* [WHAT IS BEING ASKED]: Print, in exact form, the lines below from the one containing "use async_trait::async_trait;" through the one containing "stale or missing", and omit all others.

Top of RECORDS FOR THIS EXERCISE

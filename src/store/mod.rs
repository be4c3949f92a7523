//! Document store access.
//!
//! This module defines the [`DocumentStore`] seam used by every engine
//! component, and the CouchDB implementation used in production.

pub mod couch;
#[cfg(test)]
pub mod memory;

use crate::error::StoreError;
use crate::models::{DesignDocument, IndexRow, QueryOptions, Revision};
use async_trait::async_trait;
use serde_json::Value;

pub use couch::CouchStore;

/// Operations the engine needs from a CouchDB-style document store.
#[async_trait]
pub trait DocumentStore: Send + Sync {
    /// Names (without `_design/`) of the design documents in a database.
    async fn list_design_documents(&self, database: &str) -> Result<Vec<String>, StoreError>;

    /// Fetch one design document, `None` if it does not exist.
    async fn get_design_document(
        &self,
        database: &str,
        name: &str,
    ) -> Result<Option<DesignDocument>, StoreError>;

    /// Write a design document.
    ///
    /// The document's `rev` is the compare-and-swap token: a stale or missing
    /// revision for an existing document yields [`StoreError::Conflict`].
    async fn put_design_document(
        &self,
        database: &str,
        doc: &DesignDocument,
    ) -> Result<Revision, StoreError>;

    /// Query a view.
    async fn query_index(
        &self,
        database: &str,
        design: &str,
        view: &str,
        options: &QueryOptions,
    ) -> Result<Vec<IndexRow>, StoreError>;

    /// Every document of a database, bodies included.
    async fn list_all_documents(&self, database: &str) -> Result<Vec<Value>, StoreError>;
}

Bottom of RECORDS FOR THIS EXERCISE

* [ANSWER BOX]:
use async_trait::async_trait;
use serde_json::Value;

pub use couch::CouchStore;

/// Operations the engine needs from a CouchDB-style document store.
#[async_trait]
pub trait DocumentStore: Send + Sync {
    /// Names (without `_design/`) of the design documents in a database.
    async fn list_design_documents(&self, database: &str) -> Result<Vec<String>, StoreError>;

    /// Fetch one design document, `None` if it does not exist.
    async fn get_design_document(
        &self,
        database: &str,
        name: &str,
    ) -> Result<Option<DesignDocument>, StoreError>;

    /// Write a design document.
    ///
    /// The document's `rev` is the compare-and-swap token: a stale or missing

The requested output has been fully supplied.